• WORK REQUEST
Please keep to the lines below from the one with "use super::*;" through the one with "impl DeviceApi for", and restate them word for word, ends included.

Collected data entries
▶

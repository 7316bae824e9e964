//! Device command lifecycle management and telemetry

mod dispatcher;
mod table;
mod telemetry;

pub use dispatcher::{CommandSubmission, DeviceDispatcher};
pub use telemetry::TelemetryFeed;
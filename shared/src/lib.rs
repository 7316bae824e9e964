//! Spatial Action Layer shared types
//!
//! This crate provides the data model, command lifecycle state machine,
//! telemetry event-stream codec and trajectory geometry used by the query
//! compiler, the device dispatcher and agent-facing tools.

pub mod codec;
pub mod geofence;
pub mod geometry;
pub mod models;
pub mod state_machine;

// Re-export commonly used types at crate root
pub use models::*;

/// Fixed parameters of the system
pub mod limits {
    /// Mean Earth radius used for great-circle distance, in meters
    pub const EARTH_RADIUS_M: f64 = 6_371_000.0;

    /// Priority bounds for device commands
    pub const MIN_PRIORITY: u8 = 1;
    pub const MAX_PRIORITY: u8 = 10;
    pub const DEFAULT_PRIORITY: u8 = 5;

    /// Row limit applied when no maximum is configured
    pub const DEFAULT_MAX_ROWS: u32 = 1000;

    /// Stop detection defaults: speed in m/s, duration in seconds
    pub const STOP_SPEED_THRESHOLD: f64 = 0.5;
    pub const STOP_MIN_DURATION_S: f64 = 60.0;
}

/// Actions that need explicit caller confirmation unless configured otherwise
pub fn default_confirmation_actions() -> Vec<Action> {
    vec![Action::Takeoff, Action::Land, Action::ReturnHome, Action::Stop]
}
#[cfg(test)]
mod tests {
    use super::*;
    use crate::client::{RetryPolicy, TelemetryStream};
    use async_trait::async_trait;
    use futures::{stream, StreamExt};
    use serde_json::json;
    use spatial_shared::TelemetryPayload;
    use std::collections::VecDeque;
    use std::sync::Mutex as StdMutex;
    use std::time::Duration;
    use tokio::sync::Notify;

    /// How the mock answers one `submit_command`
    enum Reply {
        Respond(Value),
        Status(u16),
        Hang,
        AfterNotify(Arc<Notify>, Value),
    }

    #[derive(Default)]
    struct MockApi {
        replies: StdMutex<VecDeque<Reply>>,
        submitted: StdMutex<Vec<CommandRequest>>,
        cancelled: StdMutex<Vec<Uuid>>,
    }

    impl MockApi {
        fn with_replies(replies: Vec<Reply>) -> Arc<Self> {
            Arc::new(Self {
                replies: StdMutex::new(replies.into()),
                ..Self::default()
            })
        }

        fn submitted_ids(&self) -> Vec<Uuid> {
            self.submitted.lock().unwrap().iter().map(|r| r.command_id).collect()
        }
    }

    #[async_trait]
    impl DeviceApi for MockApi {
        async fn health(&self) -> Result<Value, ApiError> {
            Ok(json!({ "status": "ok" }))
        }

        async fn list_devices(&self) -> Result<Vec<Device>, ApiError> {
            Ok(vec![])
        }

        async fn get_device(&self, device_id: &str) -> Result<Device, ApiError> {
            Err(ApiError::Status {
                status: 404,
                body: format!("no device {}", device_id),
            })
        }

        async fn submit_command(&self, request: &CommandRequest) -> Result<Value, ApiError> {
            self.submitted.lock().unwrap().push(request.clone());
            let reply = self.replies.lock().unwrap().pop_front();
            match reply {
                None => Ok(json!({ "accepted": true })),
                Some(Reply::Respond(body)) => Ok(body),
                Some(Reply::Status(status)) => Err(ApiError::Status {
                    status,
                    body: "refused".into(),
                }),
                Some(Reply::Hang) => std::future::pending().await,
                Some(Reply::AfterNotify(gate, body)) => {
                    gate.notified().await;
                    Ok(body)
                }
            }
        }

        async fn get_command(&self, command_id: Uuid) -> Result<Value, ApiError> {
            Ok(json!({ "id": command_id, "status": "executing" }))
        }

        async fn cancel_command(&self, command_id: Uuid) -> Result<(), ApiError> {
            self.cancelled.lock().unwrap().push(command_id);
            Ok(())
        }

        async fn telemetry_stream(&self, device_id: &str) -> Result<TelemetryStream, ApiError> {
            let payloads: Vec<Result<TelemetryPayload, ApiError>> = (0..3)
                .map(|i| {
                    Ok(serde_json::from_value(json!({ "device_id": device_id, "battery": 90 - i }))
                        .unwrap())
                })
                .collect();
            Ok(stream::iter(payloads).boxed())
        }
    }

    fn policy() -> RetryPolicy {
        RetryPolicy {
            max_attempts: 3,
            min_wait: Duration::from_millis(500),
            max_wait: Duration::from_secs(10),
            attempt_timeout: Duration::from_secs(10),
            overall_timeout: Some(Duration::from_secs(60)),
        }
    }

    fn dispatcher(api: Arc<MockApi>) -> DeviceDispatcher {
        DeviceDispatcher::new(api, ResilientClient::new(policy()), DispatcherConfig::default())
    }

    async fn reach(dispatcher: &DeviceDispatcher, id: Uuid, status: CommandStatus) {
        let mut rx = dispatcher.subscribe(id).await.unwrap();
        rx.wait_for(|s| *s == status).await.unwrap();
    }

    #[tokio::test]
    async fn test_takeoff_requires_confirmation() {
        let api = MockApi::with_replies(vec![]);
        let dispatcher = dispatcher(api.clone());

        let err = dispatcher
            .submit(CommandSubmission::new("drone-1", "takeoff"))
            .await
            .unwrap_err();
        assert!(matches!(
            err,
            ActionError::ConfirmationRequired {
                action: Action::Takeoff
            }
        ));
        assert!(!err.is_retryable());
        assert_eq!(dispatcher.tracked_commands().await, 0);
        assert!(api.submitted_ids().is_empty());
    }

    #[tokio::test]
    async fn test_confirmed_takeoff_reaches_executing_then_completes() {
        let gate = Arc::new(Notify::new());
        let api = MockApi::with_replies(vec![Reply::AfterNotify(
            gate.clone(),
            json!({ "accepted": true, "eta_s": 4 }),
        )]);
        let dispatcher = dispatcher(api);

        let command = dispatcher
            .submit(CommandSubmission::new("drone-1", "takeoff").confirmed())
            .await
            .unwrap();
        assert_eq!(command.status, CommandStatus::Pending);

        reach(&dispatcher, command.id, CommandStatus::Executing).await;
        let executing = dispatcher.status(command.id).await.unwrap();
        assert!(executing.started_at.is_some());

        gate.notify_one();
        let done = dispatcher.wait(command.id).await.unwrap();
        assert_eq!(done.status, CommandStatus::Completed);
        assert_eq!(done.attempts, 1);
        assert_eq!(done.result, Some(json!({ "accepted": true, "eta_s": 4 })));
    }

    #[tokio::test(start_paused = true)]
    async fn test_three_timeouts_fail_as_unreachable() {
        let api = MockApi::with_replies(vec![Reply::Hang, Reply::Hang, Reply::Hang]);
        let dispatcher = dispatcher(api.clone());

        let command = dispatcher
            .submit(CommandSubmission::new("drone-1", "capture_photo"))
            .await
            .unwrap();
        let failed = dispatcher.wait(command.id).await.unwrap();

        assert_eq!(failed.status, CommandStatus::Failed);
        assert_eq!(failed.attempts, 3);
        assert!(matches!(
            failed.error,
            Some(CommandFailure::DeviceUnreachable { attempts: 3, .. })
        ));
        assert_eq!(api.submitted_ids().len(), 3);
    }

    #[tokio::test(start_paused = true)]
    async fn test_transient_then_success() {
        let api = MockApi::with_replies(vec![
            Reply::Status(503),
            Reply::Respond(json!({ "photo": "img-1.jpg" })),
        ]);
        let dispatcher = dispatcher(api);

        let command = dispatcher
            .submit(CommandSubmission::new("drone-1", "capture_photo"))
            .await
            .unwrap();
        let done = dispatcher.wait(command.id).await.unwrap();

        assert_eq!(done.status, CommandStatus::Completed);
        assert_eq!(done.attempts, 2);
    }

    #[tokio::test]
    async fn test_device_rejection_is_not_retried() {
        let api = MockApi::with_replies(vec![Reply::Status(422)]);
        let dispatcher = dispatcher(api.clone());

        let command = dispatcher
            .submit(CommandSubmission::new("robot-3", "move_to"))
            .await
            .unwrap();
        let failed = dispatcher.wait(command.id).await.unwrap();

        assert_eq!(failed.status, CommandStatus::Failed);
        assert_eq!(failed.attempts, 1);
        assert!(matches!(
            failed.error,
            Some(CommandFailure::DeviceRejected { .. })
        ));
        assert_eq!(api.submitted_ids().len(), 1);
    }

    #[tokio::test]
    async fn test_cancel_completed_command_is_invalid() {
        let api = MockApi::with_replies(vec![Reply::Respond(json!({ "ok": 1 }))]);
        let dispatcher = dispatcher(api.clone());

        let command = dispatcher
            .submit(CommandSubmission::new("drone-1", "start_video"))
            .await
            .unwrap();
        let done = dispatcher.wait(command.id).await.unwrap();
        assert_eq!(done.status, CommandStatus::Completed);

        let err = dispatcher.cancel(command.id).await.unwrap_err();
        assert!(matches!(err, ActionError::InvalidTransition(_)));

        let after = dispatcher.status(command.id).await.unwrap();
        assert_eq!(after, done);
        assert!(api.cancelled.lock().unwrap().is_empty());
    }

    #[tokio::test(start_paused = true)]
    async fn test_cancel_executing_interrupts_dispatch() {
        let api = MockApi::with_replies(vec![Reply::Hang]);
        let dispatcher = dispatcher(api.clone());

        let command = dispatcher
            .submit(CommandSubmission::new("drone-1", "move_to"))
            .await
            .unwrap();
        reach(&dispatcher, command.id, CommandStatus::Executing).await;
        while api.submitted_ids().is_empty() {
            tokio::task::yield_now().await;
        }

        let cancelled = dispatcher.cancel(command.id).await.unwrap();
        assert_eq!(cancelled.status, CommandStatus::Cancelled);
        assert_eq!(*api.cancelled.lock().unwrap(), vec![command.id]);

        // Well past every attempt timeout; nothing overwrites the cancellation
        tokio::time::sleep(Duration::from_secs(120)).await;
        let after = dispatcher.status(command.id).await.unwrap();
        assert_eq!(after.status, CommandStatus::Cancelled);
        assert_eq!(api.submitted_ids().len(), 1);
    }

    #[tokio::test]
    async fn test_same_device_commands_keep_submission_order() {
        let api = MockApi::with_replies(vec![]);
        let dispatcher = dispatcher(api.clone());

        let mut ids = Vec::new();
        for action in ["move_to", "capture_photo", "set_speed", "pause"] {
            let command = dispatcher
                .submit(CommandSubmission::new("drone-1", action))
                .await
                .unwrap();
            ids.push(command.id);
        }
        for id in &ids {
            dispatcher.wait(*id).await.unwrap();
        }

        assert_eq!(api.submitted_ids(), ids);

        let history = dispatcher.commands_for_device("drone-1", Some(2)).await;
        assert_eq!(history.len(), 2);
        assert_eq!(history[0].id, ids[3]);
    }

    #[tokio::test]
    async fn test_cancel_pending_command_is_never_sent() {
        let gate = Arc::new(Notify::new());
        let api = MockApi::with_replies(vec![Reply::AfterNotify(gate.clone(), json!({}))]);
        let dispatcher = dispatcher(api.clone());

        let first = dispatcher
            .submit(CommandSubmission::new("drone-1", "move_to"))
            .await
            .unwrap();
        let second = dispatcher
            .submit(CommandSubmission::new("drone-1", "capture_photo"))
            .await
            .unwrap();
        reach(&dispatcher, first.id, CommandStatus::Executing).await;

        let cancelled = dispatcher.cancel(second.id).await.unwrap();
        assert_eq!(cancelled.status, CommandStatus::Cancelled);

        gate.notify_one();
        dispatcher.wait(first.id).await.unwrap();
        let third = dispatcher
            .submit(CommandSubmission::new("drone-1", "pause"))
            .await
            .unwrap();
        dispatcher.wait(third.id).await.unwrap();

        assert_eq!(api.submitted_ids(), vec![first.id, third.id]);
    }

    #[tokio::test]
    async fn test_submission_validation() {
        let api = MockApi::with_replies(vec![]);
        let config = DispatcherConfig {
            allowed_actions: Some(vec![Action::MoveTo, Action::Takeoff]),
            ..DispatcherConfig::default()
        };
        let dispatcher = DeviceDispatcher::new(api, ResilientClient::new(policy()), config);

        let err = dispatcher
            .submit(CommandSubmission::new("drone-1", "barrel_roll"))
            .await
            .unwrap_err();
        assert_eq!(err.kind(), "unknown_action");

        let err = dispatcher
            .submit(CommandSubmission::new("drone-1", "capture_photo"))
            .await
            .unwrap_err();
        assert!(matches!(err, ActionError::ActionNotAllowed(Action::CapturePhoto)));

        let err = dispatcher
            .submit(CommandSubmission::new("drone-1", "move_to").with_priority(11))
            .await
            .unwrap_err();
        assert!(matches!(err, ActionError::InvalidParameter(_)));

        let err = dispatcher
            .submit(CommandSubmission::new("drone-1", "move_to").with_priority(0))
            .await
            .unwrap_err();
        assert!(matches!(err, ActionError::InvalidParameter(_)));

        for device_id in ["", "  ", "..", ".", "drone\n1"] {
            let err = dispatcher
                .submit(CommandSubmission::new(device_id, "move_to"))
                .await
                .unwrap_err();
            assert!(matches!(err, ActionError::InvalidParameter(_)), "{device_id:?}");
        }
        assert_eq!(dispatcher.tracked_commands().await, 0);
    }

    #[tokio::test]
    async fn test_unknown_command() {
        let dispatcher = dispatcher(MockApi::with_replies(vec![]));
        let id = Uuid::new_v4();
        assert!(matches!(
            dispatcher.status(id).await,
            Err(ActionError::CommandNotFound(missing)) if missing == id
        ));
        assert!(matches!(
            dispatcher.cancel(id).await,
            Err(ActionError::CommandNotFound(_))
        ));
    }

    #[tokio::test]
    async fn test_device_lookup_errors_surface() {
        let dispatcher = dispatcher(MockApi::with_replies(vec![]));
        let err = dispatcher.get_device("ghost").await.unwrap_err();
        assert!(matches!(err, ActionError::DeviceRejected(_)));
        assert_eq!(dispatcher.health().await.unwrap()["status"], "ok");

        let err = dispatcher.get_device("..").await.unwrap_err();
        assert!(matches!(err, ActionError::InvalidParameter(_)));
        assert!(matches!(
            dispatcher.telemetry(".").await,
            Err(ActionError::InvalidParameter(_))
        ));
    }

    #[tokio::test]
    async fn test_telemetry_feed() {
        let dispatcher = dispatcher(MockApi::with_replies(vec![]));
        let feed = dispatcher.telemetry("drone-9").await.unwrap();
        let payloads: Vec<_> = feed.collect().await;

        assert_eq!(payloads.len(), 3);
        assert!(payloads.iter().all(|p| p.device_id == "drone-9"));
        assert_eq!(payloads[0].battery, Some(90.0));
    }
}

◀

• ANSWER TO THE EXERCISE
    use super::*;
    use crate::client::{RetryPolicy, TelemetryStream};
    use async_trait::async_trait;
    use futures::{stream, StreamExt};
    use serde_json::json;
    use spatial_shared::TelemetryPayload;
    use std::collections::VecDeque;
    use std::sync::Mutex as StdMutex;
    use std::time::Duration;
    use tokio::sync::Notify;

    /// How the mock answers one `submit_command`
    enum Reply {
        Respond(Value),
        Status(u16),
        Hang,
        AfterNotify(Arc<Notify>, Value),
    }

    #[derive(Default)]
    struct MockApi {
        replies: StdMutex<VecDeque<Reply>>,
        submitted: StdMutex<Vec<CommandRequest>>,
        cancelled: StdMutex<Vec<Uuid>>,
    }

    impl MockApi {
        fn with_replies(replies: Vec<Reply>) -> Arc<Self> {
            Arc::new(Self {
                replies: StdMutex::new(replies.into()),
                ..Self::default()
            })
        }

        fn submitted_ids(&self) -> Vec<Uuid> {
            self.submitted.lock().unwrap().iter().map(|r| r.command_id).collect()
        }
    }

    #[async_trait]
    impl DeviceApi for MockApi {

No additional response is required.